- **Try it**: Count every line in the data that contains the word "derive", then report that number alone.

Material for the task section start

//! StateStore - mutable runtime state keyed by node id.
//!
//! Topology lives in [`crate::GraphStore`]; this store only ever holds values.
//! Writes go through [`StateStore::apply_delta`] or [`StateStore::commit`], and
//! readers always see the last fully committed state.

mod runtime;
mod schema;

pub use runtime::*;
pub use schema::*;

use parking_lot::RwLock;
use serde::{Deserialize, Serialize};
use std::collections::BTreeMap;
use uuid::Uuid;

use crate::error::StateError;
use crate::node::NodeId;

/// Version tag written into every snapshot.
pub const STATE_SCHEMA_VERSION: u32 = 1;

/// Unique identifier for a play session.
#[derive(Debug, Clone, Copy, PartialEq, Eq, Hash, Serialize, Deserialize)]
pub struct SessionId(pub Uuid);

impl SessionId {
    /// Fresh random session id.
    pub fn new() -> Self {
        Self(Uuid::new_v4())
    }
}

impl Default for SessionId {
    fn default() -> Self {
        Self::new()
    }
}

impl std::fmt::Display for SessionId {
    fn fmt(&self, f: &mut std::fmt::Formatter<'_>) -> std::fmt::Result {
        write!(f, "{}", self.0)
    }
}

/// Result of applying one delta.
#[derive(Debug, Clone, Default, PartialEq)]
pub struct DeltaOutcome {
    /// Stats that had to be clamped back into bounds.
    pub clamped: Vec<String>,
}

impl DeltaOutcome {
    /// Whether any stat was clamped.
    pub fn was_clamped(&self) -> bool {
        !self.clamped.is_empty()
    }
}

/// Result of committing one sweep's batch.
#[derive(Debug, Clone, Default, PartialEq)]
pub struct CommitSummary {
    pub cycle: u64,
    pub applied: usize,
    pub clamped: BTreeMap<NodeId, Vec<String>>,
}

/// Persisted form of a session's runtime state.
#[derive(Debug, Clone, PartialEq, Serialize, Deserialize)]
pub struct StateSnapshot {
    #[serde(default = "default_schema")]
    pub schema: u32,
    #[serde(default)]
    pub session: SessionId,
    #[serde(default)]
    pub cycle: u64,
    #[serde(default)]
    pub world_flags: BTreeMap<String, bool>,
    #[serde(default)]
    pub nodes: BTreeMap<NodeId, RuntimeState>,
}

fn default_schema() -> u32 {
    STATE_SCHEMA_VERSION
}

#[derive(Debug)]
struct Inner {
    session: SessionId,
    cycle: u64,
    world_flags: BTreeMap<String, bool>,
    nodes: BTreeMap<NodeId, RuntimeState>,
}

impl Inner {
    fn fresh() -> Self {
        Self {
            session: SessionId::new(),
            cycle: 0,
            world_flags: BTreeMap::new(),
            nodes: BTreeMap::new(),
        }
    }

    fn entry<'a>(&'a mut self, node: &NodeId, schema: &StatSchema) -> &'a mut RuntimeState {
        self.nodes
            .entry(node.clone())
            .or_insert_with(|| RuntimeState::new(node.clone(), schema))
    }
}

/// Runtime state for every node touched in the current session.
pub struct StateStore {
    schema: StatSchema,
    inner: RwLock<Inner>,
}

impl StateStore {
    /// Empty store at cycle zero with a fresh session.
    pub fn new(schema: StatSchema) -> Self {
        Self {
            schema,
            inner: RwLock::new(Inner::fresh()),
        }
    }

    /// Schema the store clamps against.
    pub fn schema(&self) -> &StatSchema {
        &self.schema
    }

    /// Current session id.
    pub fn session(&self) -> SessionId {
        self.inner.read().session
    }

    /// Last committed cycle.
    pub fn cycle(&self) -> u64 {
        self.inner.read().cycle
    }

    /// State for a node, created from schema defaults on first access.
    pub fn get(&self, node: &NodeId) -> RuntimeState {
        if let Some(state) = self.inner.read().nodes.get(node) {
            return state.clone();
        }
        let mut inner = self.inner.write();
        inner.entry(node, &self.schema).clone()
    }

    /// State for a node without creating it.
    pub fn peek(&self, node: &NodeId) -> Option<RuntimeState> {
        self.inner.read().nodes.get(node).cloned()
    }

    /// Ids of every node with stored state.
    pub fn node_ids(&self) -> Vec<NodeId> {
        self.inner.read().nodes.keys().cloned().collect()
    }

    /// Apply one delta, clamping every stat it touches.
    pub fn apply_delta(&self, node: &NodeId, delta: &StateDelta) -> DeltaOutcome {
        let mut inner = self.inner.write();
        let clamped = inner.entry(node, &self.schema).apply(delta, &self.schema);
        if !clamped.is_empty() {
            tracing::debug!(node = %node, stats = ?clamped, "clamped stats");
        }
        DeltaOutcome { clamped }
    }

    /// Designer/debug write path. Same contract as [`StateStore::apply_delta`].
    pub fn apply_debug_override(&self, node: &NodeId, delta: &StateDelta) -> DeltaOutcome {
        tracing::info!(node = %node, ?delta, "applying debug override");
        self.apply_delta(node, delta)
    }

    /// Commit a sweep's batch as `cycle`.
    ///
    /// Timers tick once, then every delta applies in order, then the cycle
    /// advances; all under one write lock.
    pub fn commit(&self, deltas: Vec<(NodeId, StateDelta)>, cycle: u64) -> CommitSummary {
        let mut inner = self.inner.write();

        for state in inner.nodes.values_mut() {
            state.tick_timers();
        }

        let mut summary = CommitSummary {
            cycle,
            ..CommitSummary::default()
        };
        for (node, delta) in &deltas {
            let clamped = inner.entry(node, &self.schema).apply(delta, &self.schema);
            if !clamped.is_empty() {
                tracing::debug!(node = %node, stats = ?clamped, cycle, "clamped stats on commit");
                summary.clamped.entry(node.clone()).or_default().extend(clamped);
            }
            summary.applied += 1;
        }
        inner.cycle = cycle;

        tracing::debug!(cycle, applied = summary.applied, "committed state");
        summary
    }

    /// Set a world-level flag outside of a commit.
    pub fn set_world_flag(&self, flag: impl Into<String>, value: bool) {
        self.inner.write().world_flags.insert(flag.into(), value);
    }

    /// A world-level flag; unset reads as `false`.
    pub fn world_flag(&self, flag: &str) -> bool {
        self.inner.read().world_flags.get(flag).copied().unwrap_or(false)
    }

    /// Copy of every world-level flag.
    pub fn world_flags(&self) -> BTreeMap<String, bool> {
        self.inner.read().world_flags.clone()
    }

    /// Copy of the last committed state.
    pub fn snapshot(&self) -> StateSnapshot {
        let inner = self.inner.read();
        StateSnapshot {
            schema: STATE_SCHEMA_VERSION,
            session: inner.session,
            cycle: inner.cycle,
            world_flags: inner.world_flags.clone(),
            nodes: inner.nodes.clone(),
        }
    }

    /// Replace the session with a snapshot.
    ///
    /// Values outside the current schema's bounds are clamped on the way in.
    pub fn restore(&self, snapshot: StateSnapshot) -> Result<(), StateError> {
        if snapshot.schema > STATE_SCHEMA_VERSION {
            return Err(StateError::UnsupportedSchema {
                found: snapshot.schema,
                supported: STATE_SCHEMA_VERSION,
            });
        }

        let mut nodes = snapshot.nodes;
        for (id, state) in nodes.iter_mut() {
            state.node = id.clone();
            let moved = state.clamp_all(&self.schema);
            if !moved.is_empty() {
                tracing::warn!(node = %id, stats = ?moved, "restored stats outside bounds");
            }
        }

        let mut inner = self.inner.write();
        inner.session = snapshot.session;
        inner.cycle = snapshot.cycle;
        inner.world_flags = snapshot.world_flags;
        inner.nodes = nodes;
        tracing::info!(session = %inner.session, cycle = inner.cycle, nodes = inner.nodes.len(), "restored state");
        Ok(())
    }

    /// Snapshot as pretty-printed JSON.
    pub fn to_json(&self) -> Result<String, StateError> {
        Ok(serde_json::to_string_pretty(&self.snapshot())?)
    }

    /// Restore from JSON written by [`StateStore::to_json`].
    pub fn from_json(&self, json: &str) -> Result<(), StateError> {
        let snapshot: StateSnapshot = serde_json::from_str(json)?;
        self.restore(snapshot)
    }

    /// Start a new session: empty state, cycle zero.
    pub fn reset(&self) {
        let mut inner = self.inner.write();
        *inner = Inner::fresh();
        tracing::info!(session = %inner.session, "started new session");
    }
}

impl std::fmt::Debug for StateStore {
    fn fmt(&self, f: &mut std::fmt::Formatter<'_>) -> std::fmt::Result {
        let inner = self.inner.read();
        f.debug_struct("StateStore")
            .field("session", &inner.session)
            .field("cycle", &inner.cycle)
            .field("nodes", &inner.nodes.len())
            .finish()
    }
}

Material for the task section end

- **Response below**: 5